== PROBLEM TO WORK ON ==
Write the listing out again, exactly as it appears.

== EXTRACTED RECORDS ==
use anyhow::{anyhow, Context, Result};
use std::fs::{File, OpenOptions};
use std::path::{Path, PathBuf};

use crate::content::Portfolio;
use crate::relay::DEFAULT_FORM_ENDPOINT;

const PROFILE_FILE: &str = "profile.json";
const LOG_FILE: &str = "folio.log";

fn project_dirs() -> Option<directories::ProjectDirs> {
    directories::ProjectDirs::from("", "", "folio")
}

pub fn default_profile_path() -> PathBuf {
    // Use XDG config directory or fallback
    match project_dirs() {
        Some(dirs) => dirs.config_dir().join(PROFILE_FILE),
        None => PathBuf::from(PROFILE_FILE),
    }
}

pub fn default_log_path() -> PathBuf {
    match project_dirs() {
        Some(dirs) => dirs.data_dir().join(LOG_FILE),
        None => PathBuf::from(LOG_FILE),
    }
}

/// Opens the log file for appending, creating its directory first.
pub fn open_log_file(path: &Path) -> Result<File> {
    if let Some(parent) = path.parent() {
        std::fs::create_dir_all(parent)
            .with_context(|| format!("Failed to create directory: {}", parent.display()))?;
    }
    OpenOptions::new()
        .create(true)
        .append(true)
        .open(path)
        .with_context(|| format!("Failed to open log file: {}", path.display()))
}

/// Resolved runtime settings.
#[derive(Debug, Clone)]
pub struct Settings {
    /// Profile file actually in use; `None` means the built-in content.
    pub profile_path: Option<PathBuf>,
    pub endpoint: String,
}

impl Settings {
    /// An explicit `--profile` must exist; the default location is optional.
    pub fn resolve(
        profile_flag: Option<&Path>,
        endpoint_flag: Option<&str>,
    ) -> Result<(Self, Portfolio)> {
        let profile_path = match profile_flag {
            Some(path) => {
                if !path.exists() {
                    return Err(anyhow!("Profile file not found: {}", path.display()));
                }
                Some(path.to_path_buf())
            }
            None => {
                let path = default_profile_path();
                path.exists().then_some(path)
            }
        };

        let portfolio = match &profile_path {
            Some(path) => {
                log::debug!("Loading profile from {}", path.display());
                Portfolio::load(path)?
            }
            None => Portfolio::builtin().clone(),
        };

        let endpoint = resolve_endpoint(endpoint_flag, &portfolio.form_endpoint);
        Ok((Self { profile_path, endpoint }, portfolio))
    }
}

/// Flag first, then the profile's endpoint, then the compiled-in default.
pub fn resolve_endpoint(flag: Option<&str>, from_profile: &str) -> String {
    flag.map(str::trim)
        .filter(|s| !s.is_empty())
        .or_else(|| Some(from_profile.trim()).filter(|s| !s.is_empty()))
        .unwrap_or(DEFAULT_FORM_ENDPOINT)
        .to_string()
}

/// Writes `portfolio` as a personalisable JSON template.
pub fn write_profile_template(path: &Path, portfolio: &Portfolio, force: bool) -> Result<()> {
    if path.exists() && !force {
        return Err(anyhow!(
            "Profile already exists at {}. Use --force to overwrite.",
            path.display()
        ));
    }
    if let Some(parent) = path.parent() {
        std::fs::create_dir_all(parent)
            .with_context(|| format!("Failed to create directory: {}", parent.display()))?;
    }
    std::fs::write(path, portfolio.to_json()?)
        .with_context(|| format!("Failed to write profile to {}", path.display()))?;
    Ok(())
}
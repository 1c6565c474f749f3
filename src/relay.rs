use async_trait::async_trait;
use serde::Deserialize;
use thiserror::Error;

use crate::form::{Draft, Outcome};

// Formspree-style relay; replace with your own form id.
pub const DEFAULT_FORM_ENDPOINT: &str = "https://formspree.io/f/your-form-id";

/// Delivers one contact message. Implementations make exactly one attempt.
#[async_trait]
pub trait FormRelay: Send + Sync {
    async fn deliver(&self, draft: &Draft) -> Outcome;
}

#[derive(Error, Debug)]
pub enum RelayError {
    #[error("relay rejected the submission with status {status}: {message:?}")]
    Rejected { status: u16, message: Option<String> },
    #[error("transport error: {0}")]
    Transport(#[from] reqwest::Error),
}

impl From<RelayError> for Outcome {
    fn from(err: RelayError) -> Self {
        match err {
            RelayError::Rejected { message, .. } => Outcome::Rejected(message.unwrap_or_default()),
            RelayError::Transport(_) => Outcome::TransportFailed,
        }
    }
}

#[derive(Debug, Deserialize)]
struct RelayErrorBody {
    error: Option<String>,
}

/// Pulls the `error` field out of a rejection body, if there is one.
pub fn rejection_message(body: &str) -> Option<String> {
    serde_json::from_str::<RelayErrorBody>(body)
        .ok()
        .and_then(|b| b.error)
        .filter(|m| !m.trim().is_empty())
}

pub fn classify(status: reqwest::StatusCode, body: &str) -> Result<(), RelayError> {
    if status.is_success() {
        return Ok(());
    }
    Err(RelayError::Rejected {
        status: status.as_u16(),
        message: rejection_message(body),
    })
}

#[derive(Debug, Clone)]
pub struct HttpRelay {
    endpoint: String,
    client: reqwest::Client,
}

impl HttpRelay {
    pub fn new(endpoint: impl Into<String>) -> Self {
        Self::with_client(endpoint, reqwest::Client::new())
    }

    pub fn with_client(endpoint: impl Into<String>, client: reqwest::Client) -> Self {
        Self {
            endpoint: endpoint.into(),
            client,
        }
    }

    pub fn endpoint(&self) -> &str {
        &self.endpoint
    }

    async fn post(&self, draft: &Draft) -> Result<(), RelayError> {
        let response = self
            .client
            .post(&self.endpoint)
            .header("Content-Type", "application/json")
            .header("Accept", "application/json")
            .json(draft)
            .send()
            .await?;

        let status = response.status();
        if status.is_success() {
            return Ok(());
        }

        // An unreadable body still counts as a rejection, just without a message.
        let body = response.text().await.unwrap_or_default();
        classify(status, &body)
    }
}

#[async_trait]
impl FormRelay for HttpRelay {
    async fn deliver(&self, draft: &Draft) -> Outcome {
        log::debug!("Posting contact form to {}", self.endpoint);
        match self.post(draft).await {
            Ok(()) => {
                log::info!("Contact form accepted by relay");
                Outcome::Accepted
            }
            Err(err) => {
                log::debug!("Contact form delivery failed: {}", err);
                err.into()
            }
        }
    }
}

== SOLUTION ==
use anyhow::{anyhow, Context, Result};
use std::fs::{File, OpenOptions};
use std::path::{Path, PathBuf};

use crate::content::Portfolio;
use crate::relay::DEFAULT_FORM_ENDPOINT;

const PROFILE_FILE: &str = "profile.json";
const LOG_FILE: &str = "folio.log";

fn project_dirs() -> Option<directories::ProjectDirs> {
    directories::ProjectDirs::from("", "", "folio")
}

pub fn default_profile_path() -> PathBuf {
    // Use XDG config directory or fallback
    match project_dirs() {
        Some(dirs) => dirs.config_dir().join(PROFILE_FILE),
        None => PathBuf::from(PROFILE_FILE),
    }
}

pub fn default_log_path() -> PathBuf {
    match project_dirs() {
        Some(dirs) => dirs.data_dir().join(LOG_FILE),
        None => PathBuf::from(LOG_FILE),
    }
}

/// Opens the log file for appending, creating its directory first.
pub fn open_log_file(path: &Path) -> Result<File> {
    if let Some(parent) = path.parent() {
        std::fs::create_dir_all(parent)
            .with_context(|| format!("Failed to create directory: {}", parent.display()))?;
    }
    OpenOptions::new()
        .create(true)
        .append(true)
        .open(path)
        .with_context(|| format!("Failed to open log file: {}", path.display()))
}

/// Resolved runtime settings.
#[derive(Debug, Clone)]
pub struct Settings {
    /// Profile file actually in use; `None` means the built-in content.
    pub profile_path: Option<PathBuf>,
    pub endpoint: String,
}

impl Settings {
    /// An explicit `--profile` must exist; the default location is optional.
    pub fn resolve(
        profile_flag: Option<&Path>,
        endpoint_flag: Option<&str>,
    ) -> Result<(Self, Portfolio)> {
        let profile_path = match profile_flag {
            Some(path) => {
                if !path.exists() {
                    return Err(anyhow!("Profile file not found: {}", path.display()));
                }
                Some(path.to_path_buf())
            }
            None => {
                let path = default_profile_path();
                path.exists().then_some(path)
            }
        };

        let portfolio = match &profile_path {
            Some(path) => {
                log::debug!("Loading profile from {}", path.display());
                Portfolio::load(path)?
            }
            None => Portfolio::builtin().clone(),
        };

        let endpoint = resolve_endpoint(endpoint_flag, &portfolio.form_endpoint);
        Ok((Self { profile_path, endpoint }, portfolio))
    }
}

/// Flag first, then the profile's endpoint, then the compiled-in default.
pub fn resolve_endpoint(flag: Option<&str>, from_profile: &str) -> String {
    flag.map(str::trim)
        .filter(|s| !s.is_empty())
        .or_else(|| Some(from_profile.trim()).filter(|s| !s.is_empty()))
        .unwrap_or(DEFAULT_FORM_ENDPOINT)
        .to_string()
}

/// Writes `portfolio` as a personalisable JSON template.
pub fn write_profile_template(path: &Path, portfolio: &Portfolio, force: bool) -> Result<()> {
    if path.exists() && !force {
        return Err(anyhow!(
            "Profile already exists at {}. Use --force to overwrite.",
            path.display()
        ));
    }
    if let Some(parent) = path.parent() {
        std::fs::create_dir_all(parent)
            .with_context(|| format!("Failed to create directory: {}", parent.display()))?;
    }
    std::fs::write(path, portfolio.to_json()?)
        .with_context(|| format!("Failed to write profile to {}", path.display()))?;
    Ok(())
}
repository 1c6565c474f749f3
filename src/relay.rs
use async_trait::async_trait;
use serde::Deserialize;
use thiserror::Error;

use crate::form::{Draft, Outcome};

// Formspree-style relay; replace with your own form id.
pub const DEFAULT_FORM_ENDPOINT: &str = "https://formspree.io/f/your-form-id";

/// Delivers one contact message. Implementations make exactly one attempt.
#[async_trait]
pub trait FormRelay: Send + Sync {
    async fn deliver(&self, draft: &Draft) -> Outcome;
}

#[derive(Error, Debug)]
pub enum RelayError {
    #[error("relay rejected the submission with status {status}: {message:?}")]
    Rejected { status: u16, message: Option<String> },
    #[error("transport error: {0}")]
    Transport(#[from] reqwest::Error),
}

impl From<RelayError> for Outcome {
    fn from(err: RelayError) -> Self {
        match err {
            RelayError::Rejected { message, .. } => Outcome::Rejected(message.unwrap_or_default()),
            RelayError::Transport(_) => Outcome::TransportFailed,
        }
    }
}

#[derive(Debug, Deserialize)]
struct RelayErrorBody {
    error: Option<String>,
}

/// Pulls the `error` field out of a rejection body, if there is one.
pub fn rejection_message(body: &str) -> Option<String> {
    serde_json::from_str::<RelayErrorBody>(body)
        .ok()
        .and_then(|b| b.error)
        .filter(|m| !m.trim().is_empty())
}

pub fn classify(status: reqwest::StatusCode, body: &str) -> Result<(), RelayError> {
    if status.is_success() {
        return Ok(());
    }
    Err(RelayError::Rejected {
        status: status.as_u16(),
        message: rejection_message(body),
    })
}

#[derive(Debug, Clone)]
pub struct HttpRelay {
    endpoint: String,
    client: reqwest::Client,
}

impl HttpRelay {
    pub fn new(endpoint: impl Into<String>) -> Self {
        Self::with_client(endpoint, reqwest::Client::new())
    }

    pub fn with_client(endpoint: impl Into<String>, client: reqwest::Client) -> Self {
        Self {
            endpoint: endpoint.into(),
            client,
        }
    }

    pub fn endpoint(&self) -> &str {
        &self.endpoint
    }

    async fn post(&self, draft: &Draft) -> Result<(), RelayError> {
        let response = self
            .client
            .post(&self.endpoint)
            .header("Content-Type", "application/json")
            .header("Accept", "application/json")
            .json(draft)
            .send()
            .await?;

        let status = response.status();
        if status.is_success() {
            return Ok(());
        }

        // An unreadable body still counts as a rejection, just without a message.
        let body = response.text().await.unwrap_or_default();
        classify(status, &body)
    }
}

#[async_trait]
impl FormRelay for HttpRelay {
    async fn deliver(&self, draft: &Draft) -> Outcome {
        log::debug!("Posting contact form to {}", self.endpoint);
        match self.post(draft).await {
            Ok(()) => {
                log::info!("Contact form accepted by relay");
                Outcome::Accepted
            }
            Err(err) => {
                log::debug!("Contact form delivery failed: {}", err);
                err.into()
            }
        }
    }
}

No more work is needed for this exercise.